Toni - 1 year ago 96
R Question

# R loop with two break command

I am trying to determine the first decimal place value different from zero. For example, in

0.0000082109314
it would be the sixth (or million-th), where there is an
8
.

I thought about a loop, but it's not working. So I'd rather ask in pseudo-code:

d = runif(100, min = 1e-10, max = 1e-5) # Toy data with 100 elements in a vector
position = rep(0, 100) # Starting an empty vector to place results
for(j in 1:100){ # Looping through d
for(i in 1:10){ # Exponents from 1 to 10
if(d[j]]) * 10^i >= 1) # First power of 10 turning the value > or = 1
position[j] = i # Assign i to the position
stop the looping through i and move on to the next j
}
}

So I need the loop to stop replacing the
i
value as soon as the condition is fulfilled. Otherwise, any higher value of
i
will also meet the condition, and it won't return the desired first position different from zero.

break
and
next
, but how could I use them (or other commands) here?
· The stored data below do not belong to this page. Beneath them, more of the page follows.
use std::collections::HashMap;
use std::fmt;
use std::str::FromStr;
use std::sync::{Arc, Mutex};

use anyhow::{ensure, format_err};
use lightning::chain::channelmonitor::ChannelMonitor;
use lightning::chain::keysinterface::InMemorySigner;
use lightning::chain::{self, chainmonitor, Access, Filter};
use lightning::ln::channelmanager::SimpleArcChannelManager;
use lightning::ln::peer_handler::SimpleArcPeerManager;
use lightning::ln::{PaymentHash, PaymentPreimage, PaymentSecret};
use lightning::routing::gossip::{NetworkGraph, P2PGossipSync};
use lightning::routing::scoring::ProbabilisticScorer;
use lightning_background_processor::GossipSync;
use lightning_invoice::payment;
use lightning_invoice::utils::DefaultRouter;
use lightning_net_tokio::SocketDescriptor;
use lightning_rapid_gossip_sync::RapidGossipSync;
use serde::{de, Deserialize, Deserializer};
use subtle::ConstantTimeEq;

use crate::bitcoind_client::BitcoindClient;
use crate::hex;
use crate::logger::StdOutLogger;
use crate::persister::PostgresPersister;

pub type UserId = i64;
pub type Port = u16;

pub type PaymentInfoStorageType = Arc<Mutex<HashMap<PaymentHash, PaymentInfo>>>;

pub type ChainMonitorType = chainmonitor::ChainMonitor<
    InMemorySigner,
    Arc<dyn Filter + Send + Sync>,
    Arc<BitcoindClient>,
    Arc<BitcoindClient>,
    Arc<StdOutLogger>,
    Arc<PostgresPersister>,
>;

pub type PeerManagerType = SimpleArcPeerManager<
    SocketDescriptor,
    ChainMonitorType,
    BitcoindClient,
    BitcoindClient,
    dyn chain::Access + Send + Sync,
    StdOutLogger,
>;

pub type ChannelManagerType = SimpleArcChannelManager<
    ChainMonitorType,
    BitcoindClient,
    BitcoindClient,
    StdOutLogger,
>;

pub type ChannelMonitorType = ChannelMonitor<InMemorySigner>;

/// We use this strange tuple because LDK impl'd `Listen` for it
pub type ChannelMonitorListenerType = (
    ChannelMonitorType,
    Arc<BitcoindClient>,
    Arc<BitcoindClient>,
    Arc<StdOutLogger>,
);

pub type InvoicePayerType<E> = payment::InvoicePayer<
    Arc<ChannelManagerType>,
    RouterType,
    Arc<Mutex<ProbabilisticScorerType>>,
    Arc<StdOutLogger>,
    E,
>;

pub type ProbabilisticScorerType =
    ProbabilisticScorer<Arc<NetworkGraphType>, LoggerType>;

pub type RouterType = DefaultRouter<Arc<NetworkGraphType>, LoggerType>;

pub type GossipSyncType = GossipSync<
    Arc<
        P2PGossipSync<
            Arc<NetworkGraphType>,
            Arc<dyn Access + Send + Sync>,
            LoggerType,
        >,
    >,
    Arc<RapidGossipSync<Arc<NetworkGraphType>, LoggerType>>,
    Arc<NetworkGraphType>,
    Arc<dyn Access + Send + Sync>,
    LoggerType,
>;

pub type P2PGossipSyncType = P2PGossipSync<
    Arc<NetworkGraphType>,
    Arc<dyn Access + Send + Sync>,
    LoggerType,
>;

pub type NetworkGraphType = NetworkGraph<LoggerType>;

pub type BroadcasterType = BitcoindClient;
pub type FeeEstimatorType = BitcoindClient;

pub type LoggerType = Arc<StdOutLogger>;

pub struct PaymentInfo {
    pub preimage: Option<PaymentPreimage>,
    pub secret: Option<PaymentSecret>,
    pub status: HTLCStatus,
    pub amt_msat: MillisatAmount,
}

pub enum HTLCStatus {
    Pending,
    Succeeded,
    Failed,
}

pub struct MillisatAmount(pub Option<u64>);

impl fmt::Display for MillisatAmount {
    fn fmt(&self, f: &mut fmt::Formatter) -> fmt::Result {
        match self.0 {
            Some(amt) => write!(f, "{}", amt),
            None => write!(f, "unknown"),
        }
    }
}

/// The information required to connect to a bitcoind instance via RPC
#[derive(Debug, PartialEq, Eq)]
pub struct BitcoindRpcInfo {
    pub username: String,
    pub password: String,
    pub host: String,
    pub port: Port,
}

#[derive(Clone, Copy, Default, PartialEq, Eq)]
pub struct NodeAlias([u8; 32]);

#[derive(Clone, Copy, Debug, PartialEq, Eq)]
pub struct Network(bitcoin::Network);

#[derive(Clone)]
pub struct AuthToken([u8; Self::LENGTH]);

/// The user's root seed from which we derive all child secrets.
pub struct RootSeed([u8; Self::LENGTH]);

// -- impl BitcoindRpcInfo -- //

impl BitcoindRpcInfo {
    fn parse_str(s: &str) -> Option<Self> {
        // format: <username>:<password>@<host>:<port>

        let mut parts = s.split(':');
        let (username, pass_host, port) =
            match (parts.next(), parts.next(), parts.next(), parts.next()) {
                (Some(username), Some(pass_host), Some(port), None) => {
                    (username, pass_host, port)
                }
                _ => return None,
            };

        let mut parts = pass_host.split('@');
        let (password, host) = match (parts.next(), parts.next(), parts.next())
        {
            (Some(password), Some(host), None) => (password, host),
            _ => return None,
        };

        let port = Port::from_str(port).ok()?;

        Some(Self {
            username: username.to_string(),
            password: password.to_string(),
            host: host.to_string(),
            port,
        })
    }
}

impl FromStr for BitcoindRpcInfo {
    type Err = anyhow::Error;

    fn from_str(s: &str) -> Result<Self, Self::Err> {
        Self::parse_str(s)
            .ok_or_else(|| format_err!("Invalid bitcoind rpc URL"))
    }
}

// -- impl NodeAlias -- //

impl NodeAlias {
    pub fn new(inner: [u8; 32]) -> Self {
        Self(inner)
    }
}

impl FromStr for NodeAlias {
    type Err = anyhow::Error;

    fn from_str(s: &str) -> Result<Self, Self::Err> {
        let bytes = s.as_bytes();
        ensure!(
            bytes.len() <= 32,
            "node alias can't be longer than 32 bytes"
        );

        let mut alias = [0_u8; 32];
        alias[..bytes.len()].copy_from_slice(bytes);

        Ok(Self(alias))
    }
}

impl fmt::Display for NodeAlias {
    fn fmt(&self, f: &mut fmt::Formatter) -> fmt::Result {
        for b in self.0.iter() {
            let c = *b as char;
            if c == '\0' {
                break;
            }
            if c.is_ascii_graphic() || c == ' ' {
                continue;
            }
            write!(f, "{c}")?;
        }
        Ok(())
    }
}

impl fmt::Debug for NodeAlias {
    fn fmt(&self, f: &mut fmt::Formatter<'_>) -> fmt::Result {
        fmt::Display::fmt(self, f)
    }
}

// -- impl Network -- //

impl Network {
    pub fn into_inner(self) -> bitcoin::Network {
        self.0
    }
}

impl Default for Network {
    fn default() -> Self {
        Self(bitcoin::Network::Testnet)
    }
}

impl FromStr for Network {
    type Err = anyhow::Error;

    fn from_str(s: &str) -> Result<Self, Self::Err> {
        let network = bitcoin::Network::from_str(s)?;
        ensure!(
            network == bitcoin::Network::Testnet,
            "only support testnet for now"
        );
        Ok(Self(network))
    }
}

// -- impl AuthToken -- //

impl AuthToken {
    const LENGTH: usize = 32;

    pub fn new(bytes: [u8; Self::LENGTH]) -> Self {
        Self(bytes)
    }

    #[cfg(test)]
    pub fn string(&self) -> String {
        hex::encode(self.0.as_slice())
    }
}

// AuthToken is a secret. We need to compare in constant time.

impl ConstantTimeEq for AuthToken {
    fn ct_eq(&self, other: &Self) -> subtle::Choice {
        self.0.as_slice().ct_eq(other.0.as_slice())
    }
}

impl PartialEq for AuthToken {
    fn eq(&self, other: &Self) -> bool {
        self.ct_eq(other).into()
    }
}

impl Eq for AuthToken {}

impl FromStr for AuthToken {
    type Err = hex::DecodeError;

    fn from_str(hex: &str) -> Result<Self, Self::Err> {
        let mut bytes = [0u8; Self::LENGTH];
        hex::decode_to_slice_ct(hex, bytes.as_mut_slice())
            .map(|()| Self::new(bytes))
    }
}

impl fmt::Debug for AuthToken {
    fn fmt(&self, f: &mut fmt::Formatter<'_>) -> fmt::Result {
        // Avoid formatting secrets.
        f.write_str("AuthToken(..)")
    }
}

// -- impl RootSeed -- //

// TODO(phlip9): zeroize on drop

impl RootSeed {
    pub const LENGTH: usize = 32;

    pub fn new(bytes: [u8; 32]) -> Self {
        Self(bytes)
    }

    #[cfg(test)]
    fn as_bytes(&self) -> &[u8] {
        self.0.as_slice()
    }
}

impl FromStr for RootSeed {
    type Err = hex::DecodeError;

    fn from_str(hex: &str) -> Result<Self, Self::Err> {
        let mut bytes = [0u8; Self::LENGTH];
        hex::decode_to_slice_ct(hex, bytes.as_mut_slice())
            .map(|()| Self::new(bytes))
    }
}

impl fmt::Debug for RootSeed {
    fn fmt(&self, f: &mut fmt::Formatter<'_>) -> fmt::Result {
        // Avoid formatting secrets.
        f.write_str("RootSeed(..)")
    }
}

impl TryFrom<&[u8]> for RootSeed {
    type Error = anyhow::Error;

    fn try_from(bytes: &[u8]) -> Result<Self, Self::Error> {
        if bytes.len() != Self::LENGTH {
            return Err(format_err!("input must be {} bytes", Self::LENGTH));
        }
        let mut out = [0u8; 32];
        out[..].copy_from_slice(bytes);
        Ok(Self::new(out))
    }
}

struct RootSeedVisitor;

impl<'de> de::Visitor<'de> for RootSeedVisitor {
    type Value = RootSeed;

    fn expecting(&self, f: &mut fmt::Formatter) -> fmt::Result {
        f.write_str("hex-encoded RootSeed or raw bytes")
    }

    fn visit_str<E>(self, v: &str) -> Result<Self::Value, E>
    where
        E: de::Error,
    {
        RootSeed::from_str(v).map_err(serde::de::Error::custom)
    }

    fn visit_bytes<E>(self, b: &[u8]) -> Result<Self::Value, E>
    where
        E: de::Error,
    {
        RootSeed::try_from(b).map_err(de::Error::custom)
    }
}

impl<'de> Deserialize<'de> for RootSeed {
    fn deserialize<D>(deserializer: D) -> Result<Self, D::Error>
    where
        D: Deserializer<'de>,
    {
        if deserializer.is_human_readable() {
            deserializer.deserialize_str(RootSeedVisitor)
        } else {
            deserializer.deserialize_bytes(RootSeedVisitor)
        }
    }
}

#[cfg(test)]
mod test {
    use super::*;

    #[test]
    fn test_parse_bitcoind_rpc_info() {
        let expected = BitcoindRpcInfo {
            username: "hello".to_string(),
            password: "world".to_string(),
            host: "foo.bar".to_string(),
            port: 1234,
        };
        let actual =
            BitcoindRpcInfo::from_str("hello:world@foo.bar:1234").unwrap();
        assert_eq!(expected, actual);
    }

    #[test]
    fn test_parse_node_alias() {
        let expected = NodeAlias(*b"hello, world - this is lexe\0\0\0\0\0");
        let actual =
            NodeAlias::from_str("hello, world - this is lexe").unwrap();
        assert_eq!(expected, actual);
    }

    #[test]
    fn test_root_seed_serde() {
        let input =
            "7f83b1657ff1fc53b92dc18148a1d65dfc2d4b1fa3d677284addd200126d9069";
        let input_json = format!("\"{input}\"");
        let seed_bytes = hex::decode(input).unwrap();

        let seed = RootSeed::from_str(input).unwrap();
        assert_eq!(seed.as_bytes(), &seed_bytes);

        let seed2: RootSeed = serde_json::from_str(&input_json).unwrap();
        assert_eq!(seed2.as_bytes(), &seed_bytes);

        #[derive(Deserialize)]
        struct Foo {
            x: u32,
            seed: RootSeed,
            y: String,
        }

        let foo_json = format!(
            "{{\n\
            \"x\": 123,\n\
            \"seed\": \"{input}\",\n\
            \"y\": \"asdf\"\n\
        }}"
        );

        let foo2: Foo = serde_json::from_str(&foo_json).unwrap();
        assert_eq!(foo2.x, 123);
        assert_eq!(foo2.seed.as_bytes(), &seed_bytes);
        assert_eq!(foo2.y, "asdf");
    }
}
The issue is to at some point within the loop (when the condition is met) to ask R to 1. Save the index, and 2. Move on to the next
j
.

position = rep(0, 100)
for(j in 1:100){
for(i in 1:10){
if(d[j]]) * 10^i >= 0) position[j] = i AND next
else
CONTINUE with i
}
}

break will kick you out of your current loop. It won't go all the way to the top level so if you use it inside of the loop indexed by i it will basically just kick you to the next value for j and restart i at 1.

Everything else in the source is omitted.